オフィスを開いた。
日本ではちょっとした会社で誰でも知っているが、米国の事務所は、超マイナーだ。
会社の格は銀行のクレジットラインによってきまる。
応募してくる女性はそれぐらいの事は当然調べてくる。
集まってくるのは、人種的に冷遇されている層か、そういうことにすら気が回らないレベルだけだ。
今回はスペイン語の翻訳の条件つきで、特にアングロサクソンが必要というわけでもない。
ほしいのはスペイン語の能力だ。
結局、集まったのは、まず、ヒスパニック系、黒人、アジア系が少々。
正直いって短い時間で全て把握できるはずもない。
最初からヒスパニック系のひとりに的を絞っていた。
「それにルックスもまあまあだしな。」
同僚のAが言った。アメリカでやっていくにはちょっと危ないタイプだ。
要するに女性に対して軽薄すぎる。
型どおり面接と翻訳の試験を行う。
大概の人は与えられた翻訳の紙を訳すのみ。翻訳のレベルはまちまちだが、
この文章が途中で終わっていて、おかしいと気付くデリカシーがない。
実は裏面に文章が続いている。まともに訳せる人でも裏面に気付くものは少なかった。
これで単純に面接以前にだいぶ絞り込むことができた。
「秘書たるものボスの文章の中身についても、当然責任をもつべきだ。」
とはAの言い分だ。
これには一理あるなと内心感心した。単純だが、意外と気配りの有無が明確になる。
「これ途中で終わっていますけど?」
「ああそうなんだ。実は裏面に続いているんだよ。」
「そうですか気付きませんでした。」
「翻訳はさすがだね。」
「面接までちょっと待ってて下さい。」
「ほれみろ彼女に決まりだな。」
「日本語分かる奴もいるかもしれないじゃないか。軽々しく言うなよ!」
こういうところが彼の最大の欠点だ。
結局4名残した。ほとんど彼女に決めていたが、型どおり面接は行う。
逆恨みされて、差別されたなどと騒がれても困る。平等に扱ったフリをする。
彼女の面接の番になった。
「ここにくる前は何を?」
「ペンステートを、卒業したばかりです。」
「当社を希望した理由は?」
「実はメキシカンなので、最低3年は勤めないとグリーンカードがとれないの。」
「3年間保証ということだったし、場所も近いし。」
「というとカードの取得が目的?」
「失礼ですけど、こちら日本の会社の連絡事務所でしょ。」
「3年したらボスが変わるので、保証できないということでしょう。」
「まあそういうことです。」
「ところで結婚は?」
「それは答える必要ないわ。」
「そうでしたね。ファミリーの事は聞いてもいいかな。」
「子供が一人いるわ。」
結婚しているかどうかを聞くのは駄目だが、子供がいるかどうかを聞くのはオッケイらしい。

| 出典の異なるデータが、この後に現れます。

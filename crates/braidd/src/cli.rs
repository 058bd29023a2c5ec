//! Command-line interface

use clap::Parser;
use std::path::PathBuf;

/// Braid hybrid key-derivation daemon
#[derive(Debug, Parser)]
#[command(name = "braidd", version, about = "ETSI-004 hybrid key-derivation daemon")]
pub struct Cli {
    /// Node configuration document
    #[arg(long = "config", env = "CFGFILE", value_name = "FILE")]
    pub config: PathBuf,

    /// Trusted-peers document
    #[arg(long = "peers", env = "TRUSTED_PEERS_INFO", value_name = "FILE")]
    pub peers: PathBuf,
}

妙だが、子供の有無は労働基準法に関連するので、経営者側に聞く権利がある。
こうしてAと私と彼女の3人のオフィスになった。
一年半が過ぎた。オフィスの機能も順調で、彼女は思いのほか優秀だった。
今までで最大の金額の公共事業の入札だ。
会場で二人で開札を待っていた。
時間になれば金額が読み上げられ、一番札が決まる。
その後、一週間は書類が、相互に閲覧でき、おかしな点があれば指摘できる。
公正そのものだ。
「わくわくするな。」
「ああ。
結果は一番札だった。一週間たっても競合先からクレームはなかった。
ほぼ決まりだなと思った矢先に役所から呼び出しがあった。
「実は君達訴えられている。」
「へ!そんな馬鹿な。」
「一週間の閲覧期間後、どこからもクレームはでてないはずだ。」
「こちらのジェントルマンがMr.Aかな?」
「君がセクハラで訴えられてる。」
「こういうトラブルは困るんだよ。」
「相手はマイノリティだし、しかも子持ちで離婚暦ありときてる。」
彼女だった。そいういえばこの入札が始まって以来、服装が変わったし、
Aに対しても必要以上に接近していた。
「オレは合意の上だと思ったんだ。」
「馬鹿言え。お前結婚してるだろう。」
といっても後の祭だ。自分でなかった分、まだましだと思うしかない。
彼女は当然のごとく辞表をだした。
それでも何度か役所に談判した。彼も必死だ。
あるとき例の彼女がライバル会社と一緒にきていた。
「こんにちわ。私こちらに転職したの、部長になったわ。」
「何故だ。」
「これもキャリアの内よ。」
「私は貴方の裏を読みとって採用されたわ。」
「そして特徴を生かして成功したの。」
「でも貴方は私の裏を読めなかったわ。」
その後一週間でAに帰国命令がでた。
寂しい帰国だった。
それ以来、秘書にルックスと若さを求めるのは、やめることにした。